=== Exercise materials ===

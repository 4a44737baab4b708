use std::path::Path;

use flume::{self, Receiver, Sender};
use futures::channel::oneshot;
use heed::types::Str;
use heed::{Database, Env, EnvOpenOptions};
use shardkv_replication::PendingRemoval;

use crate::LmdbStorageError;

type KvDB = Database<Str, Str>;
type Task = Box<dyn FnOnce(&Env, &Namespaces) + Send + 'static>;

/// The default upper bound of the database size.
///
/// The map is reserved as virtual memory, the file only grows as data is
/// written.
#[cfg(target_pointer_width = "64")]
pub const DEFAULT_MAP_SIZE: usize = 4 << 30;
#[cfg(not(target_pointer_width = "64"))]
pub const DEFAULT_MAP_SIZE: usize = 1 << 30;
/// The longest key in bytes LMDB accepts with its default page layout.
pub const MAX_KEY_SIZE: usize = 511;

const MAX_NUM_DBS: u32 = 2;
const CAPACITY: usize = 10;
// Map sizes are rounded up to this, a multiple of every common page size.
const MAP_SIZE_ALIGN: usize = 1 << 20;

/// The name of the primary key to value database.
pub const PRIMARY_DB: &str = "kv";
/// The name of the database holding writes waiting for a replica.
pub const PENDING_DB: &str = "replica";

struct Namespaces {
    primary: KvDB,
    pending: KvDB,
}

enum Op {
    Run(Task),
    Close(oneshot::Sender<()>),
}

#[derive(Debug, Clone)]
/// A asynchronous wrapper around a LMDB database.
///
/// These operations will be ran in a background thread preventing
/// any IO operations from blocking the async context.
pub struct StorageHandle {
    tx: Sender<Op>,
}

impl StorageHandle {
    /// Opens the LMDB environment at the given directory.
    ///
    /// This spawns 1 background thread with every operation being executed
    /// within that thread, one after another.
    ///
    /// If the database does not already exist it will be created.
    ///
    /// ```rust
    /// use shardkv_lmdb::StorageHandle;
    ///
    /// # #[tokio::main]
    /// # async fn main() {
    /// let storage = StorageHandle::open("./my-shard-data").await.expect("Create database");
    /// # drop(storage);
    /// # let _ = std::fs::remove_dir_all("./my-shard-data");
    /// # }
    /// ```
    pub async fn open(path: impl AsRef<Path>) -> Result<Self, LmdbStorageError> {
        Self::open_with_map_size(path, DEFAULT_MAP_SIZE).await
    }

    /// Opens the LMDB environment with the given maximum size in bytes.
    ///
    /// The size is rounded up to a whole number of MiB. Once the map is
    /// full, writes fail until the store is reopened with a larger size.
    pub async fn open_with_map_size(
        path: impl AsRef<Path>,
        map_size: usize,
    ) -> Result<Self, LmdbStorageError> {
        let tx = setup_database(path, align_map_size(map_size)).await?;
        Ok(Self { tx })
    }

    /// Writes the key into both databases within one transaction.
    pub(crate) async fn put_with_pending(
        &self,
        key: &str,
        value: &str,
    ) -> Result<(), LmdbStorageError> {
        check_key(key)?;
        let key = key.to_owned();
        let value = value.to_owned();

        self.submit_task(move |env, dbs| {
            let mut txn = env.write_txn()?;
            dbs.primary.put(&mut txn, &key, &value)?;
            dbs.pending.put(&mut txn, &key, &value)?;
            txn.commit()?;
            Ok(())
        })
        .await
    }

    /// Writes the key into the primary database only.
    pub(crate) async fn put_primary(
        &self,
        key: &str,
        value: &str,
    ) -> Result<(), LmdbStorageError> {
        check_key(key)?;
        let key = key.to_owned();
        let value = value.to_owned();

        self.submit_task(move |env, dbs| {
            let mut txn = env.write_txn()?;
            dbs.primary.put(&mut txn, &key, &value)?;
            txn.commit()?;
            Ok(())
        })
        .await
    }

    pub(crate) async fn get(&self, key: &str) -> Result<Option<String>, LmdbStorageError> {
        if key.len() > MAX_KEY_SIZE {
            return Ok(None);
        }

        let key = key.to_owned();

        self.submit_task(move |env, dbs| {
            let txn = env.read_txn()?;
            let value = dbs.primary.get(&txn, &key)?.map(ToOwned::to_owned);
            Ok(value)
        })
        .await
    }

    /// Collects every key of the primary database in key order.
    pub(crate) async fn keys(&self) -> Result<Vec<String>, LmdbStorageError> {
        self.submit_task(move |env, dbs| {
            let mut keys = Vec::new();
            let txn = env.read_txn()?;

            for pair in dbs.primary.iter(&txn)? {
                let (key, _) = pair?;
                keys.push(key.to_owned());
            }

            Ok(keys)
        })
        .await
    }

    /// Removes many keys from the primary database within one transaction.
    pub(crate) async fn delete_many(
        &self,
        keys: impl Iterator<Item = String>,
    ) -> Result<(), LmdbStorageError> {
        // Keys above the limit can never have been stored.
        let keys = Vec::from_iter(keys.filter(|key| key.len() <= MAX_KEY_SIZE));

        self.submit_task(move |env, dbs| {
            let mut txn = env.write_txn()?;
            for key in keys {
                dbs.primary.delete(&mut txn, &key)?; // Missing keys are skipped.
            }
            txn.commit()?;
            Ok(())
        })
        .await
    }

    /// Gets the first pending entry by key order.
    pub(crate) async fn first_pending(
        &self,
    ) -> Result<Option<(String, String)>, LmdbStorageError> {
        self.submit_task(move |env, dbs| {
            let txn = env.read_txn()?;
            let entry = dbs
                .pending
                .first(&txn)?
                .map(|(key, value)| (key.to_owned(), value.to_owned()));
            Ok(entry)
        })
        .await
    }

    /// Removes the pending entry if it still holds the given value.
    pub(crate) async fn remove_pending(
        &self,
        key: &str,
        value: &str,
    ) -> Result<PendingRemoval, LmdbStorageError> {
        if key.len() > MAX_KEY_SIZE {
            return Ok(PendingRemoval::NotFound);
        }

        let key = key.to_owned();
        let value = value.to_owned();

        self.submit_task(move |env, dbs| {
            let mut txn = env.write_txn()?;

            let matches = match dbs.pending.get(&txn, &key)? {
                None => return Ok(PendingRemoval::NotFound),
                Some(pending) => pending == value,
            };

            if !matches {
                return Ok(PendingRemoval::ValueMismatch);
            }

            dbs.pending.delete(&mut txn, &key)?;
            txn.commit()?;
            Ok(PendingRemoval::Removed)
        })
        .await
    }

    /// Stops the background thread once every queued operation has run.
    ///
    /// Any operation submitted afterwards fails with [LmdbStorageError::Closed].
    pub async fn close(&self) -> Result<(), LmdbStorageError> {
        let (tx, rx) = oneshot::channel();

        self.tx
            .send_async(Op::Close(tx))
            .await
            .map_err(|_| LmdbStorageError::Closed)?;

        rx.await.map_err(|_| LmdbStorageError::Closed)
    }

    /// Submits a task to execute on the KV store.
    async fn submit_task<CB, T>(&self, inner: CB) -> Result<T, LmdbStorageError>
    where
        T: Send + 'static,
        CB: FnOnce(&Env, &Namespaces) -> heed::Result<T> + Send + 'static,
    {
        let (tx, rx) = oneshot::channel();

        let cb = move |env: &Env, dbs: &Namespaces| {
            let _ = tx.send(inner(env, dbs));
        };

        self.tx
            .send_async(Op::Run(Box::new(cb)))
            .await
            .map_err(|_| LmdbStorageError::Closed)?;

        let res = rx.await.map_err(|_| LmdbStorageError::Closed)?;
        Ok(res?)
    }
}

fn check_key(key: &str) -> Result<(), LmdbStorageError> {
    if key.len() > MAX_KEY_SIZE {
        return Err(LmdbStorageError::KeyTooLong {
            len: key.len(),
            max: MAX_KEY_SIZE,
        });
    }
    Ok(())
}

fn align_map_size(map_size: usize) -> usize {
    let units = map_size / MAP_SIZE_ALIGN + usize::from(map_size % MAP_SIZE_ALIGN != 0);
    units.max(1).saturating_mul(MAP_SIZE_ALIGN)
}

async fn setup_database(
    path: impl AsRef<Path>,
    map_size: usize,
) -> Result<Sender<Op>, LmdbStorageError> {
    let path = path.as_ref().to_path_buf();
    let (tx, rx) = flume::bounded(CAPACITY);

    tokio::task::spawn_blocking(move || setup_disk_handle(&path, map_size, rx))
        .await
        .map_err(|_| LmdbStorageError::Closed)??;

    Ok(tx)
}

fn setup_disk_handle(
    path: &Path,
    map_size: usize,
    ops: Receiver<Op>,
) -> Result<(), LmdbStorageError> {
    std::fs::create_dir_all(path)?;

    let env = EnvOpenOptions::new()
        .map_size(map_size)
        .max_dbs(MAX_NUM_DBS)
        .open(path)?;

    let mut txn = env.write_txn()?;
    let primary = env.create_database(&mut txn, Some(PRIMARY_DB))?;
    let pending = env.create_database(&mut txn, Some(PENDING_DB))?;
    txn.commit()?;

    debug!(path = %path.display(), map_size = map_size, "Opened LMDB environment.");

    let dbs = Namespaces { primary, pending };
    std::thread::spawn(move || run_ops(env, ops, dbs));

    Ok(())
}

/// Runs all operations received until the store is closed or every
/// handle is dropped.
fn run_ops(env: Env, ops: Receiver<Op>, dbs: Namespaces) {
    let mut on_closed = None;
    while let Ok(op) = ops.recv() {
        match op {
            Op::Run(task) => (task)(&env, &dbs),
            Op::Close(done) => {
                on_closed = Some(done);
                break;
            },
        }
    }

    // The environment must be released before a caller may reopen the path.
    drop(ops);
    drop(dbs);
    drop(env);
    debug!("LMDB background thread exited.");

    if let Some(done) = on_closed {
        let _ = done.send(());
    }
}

===
=== Exercise materials ===

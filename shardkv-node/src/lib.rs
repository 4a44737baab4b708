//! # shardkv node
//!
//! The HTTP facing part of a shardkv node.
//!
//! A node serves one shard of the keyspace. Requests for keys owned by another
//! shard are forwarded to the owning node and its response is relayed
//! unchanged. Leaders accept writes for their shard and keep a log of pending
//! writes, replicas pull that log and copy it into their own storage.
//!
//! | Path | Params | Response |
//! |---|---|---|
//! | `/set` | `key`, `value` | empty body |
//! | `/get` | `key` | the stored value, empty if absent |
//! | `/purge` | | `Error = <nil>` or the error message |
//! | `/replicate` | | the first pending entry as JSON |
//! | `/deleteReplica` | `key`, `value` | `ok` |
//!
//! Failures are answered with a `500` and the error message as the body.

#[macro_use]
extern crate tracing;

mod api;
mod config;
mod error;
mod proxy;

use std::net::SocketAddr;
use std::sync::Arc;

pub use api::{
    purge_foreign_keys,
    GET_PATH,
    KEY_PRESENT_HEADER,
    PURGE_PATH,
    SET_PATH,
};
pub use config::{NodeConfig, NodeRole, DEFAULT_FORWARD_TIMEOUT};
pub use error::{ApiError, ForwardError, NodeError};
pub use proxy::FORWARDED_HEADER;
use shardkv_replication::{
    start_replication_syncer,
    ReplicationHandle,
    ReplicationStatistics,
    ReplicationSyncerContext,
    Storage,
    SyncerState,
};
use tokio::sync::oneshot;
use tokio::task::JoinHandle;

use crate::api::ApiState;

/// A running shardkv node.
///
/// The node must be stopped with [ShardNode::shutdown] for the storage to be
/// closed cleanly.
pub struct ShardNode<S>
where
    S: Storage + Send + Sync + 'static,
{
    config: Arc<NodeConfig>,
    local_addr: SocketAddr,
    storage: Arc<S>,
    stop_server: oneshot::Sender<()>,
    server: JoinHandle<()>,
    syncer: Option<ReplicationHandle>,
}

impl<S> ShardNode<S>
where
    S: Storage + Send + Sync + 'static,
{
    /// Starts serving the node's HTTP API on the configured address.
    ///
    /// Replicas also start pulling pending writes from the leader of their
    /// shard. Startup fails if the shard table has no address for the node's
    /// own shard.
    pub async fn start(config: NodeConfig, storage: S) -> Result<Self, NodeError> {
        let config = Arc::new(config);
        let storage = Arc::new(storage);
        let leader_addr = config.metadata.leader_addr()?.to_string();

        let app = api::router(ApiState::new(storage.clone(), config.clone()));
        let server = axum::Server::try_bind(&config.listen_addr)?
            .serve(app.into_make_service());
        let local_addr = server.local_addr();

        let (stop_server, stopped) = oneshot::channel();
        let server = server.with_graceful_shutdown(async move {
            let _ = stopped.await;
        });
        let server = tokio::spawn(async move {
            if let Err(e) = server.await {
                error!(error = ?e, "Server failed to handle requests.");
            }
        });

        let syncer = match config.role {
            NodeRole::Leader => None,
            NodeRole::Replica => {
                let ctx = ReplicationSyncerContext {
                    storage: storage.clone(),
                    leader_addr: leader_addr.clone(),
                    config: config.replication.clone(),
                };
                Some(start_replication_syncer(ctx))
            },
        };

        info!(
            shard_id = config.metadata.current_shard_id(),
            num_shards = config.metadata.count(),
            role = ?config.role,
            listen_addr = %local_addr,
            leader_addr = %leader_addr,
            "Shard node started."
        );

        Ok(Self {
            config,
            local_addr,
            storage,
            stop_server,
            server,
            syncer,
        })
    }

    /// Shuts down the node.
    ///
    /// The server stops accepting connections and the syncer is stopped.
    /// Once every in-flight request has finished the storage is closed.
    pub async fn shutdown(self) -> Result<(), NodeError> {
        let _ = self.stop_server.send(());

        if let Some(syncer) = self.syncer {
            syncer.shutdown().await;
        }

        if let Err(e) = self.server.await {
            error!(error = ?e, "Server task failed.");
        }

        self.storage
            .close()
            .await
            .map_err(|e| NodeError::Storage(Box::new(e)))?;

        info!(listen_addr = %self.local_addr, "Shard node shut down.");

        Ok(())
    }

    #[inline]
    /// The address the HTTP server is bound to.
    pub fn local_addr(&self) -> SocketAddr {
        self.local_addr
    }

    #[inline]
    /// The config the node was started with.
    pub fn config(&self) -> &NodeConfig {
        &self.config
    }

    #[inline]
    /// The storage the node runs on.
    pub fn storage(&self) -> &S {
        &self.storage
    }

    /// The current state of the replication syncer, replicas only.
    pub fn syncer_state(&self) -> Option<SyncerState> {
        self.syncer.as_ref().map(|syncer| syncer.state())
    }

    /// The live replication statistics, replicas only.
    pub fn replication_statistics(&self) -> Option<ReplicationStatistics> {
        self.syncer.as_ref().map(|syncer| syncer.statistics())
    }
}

===

> _What the exercise asks_
All lines of the data that hold "flume" need to be copied.

> _Output for this exercise_
use flume::{self, Receiver, Sender};
    let (tx, rx) = flume::bounded(CAPACITY);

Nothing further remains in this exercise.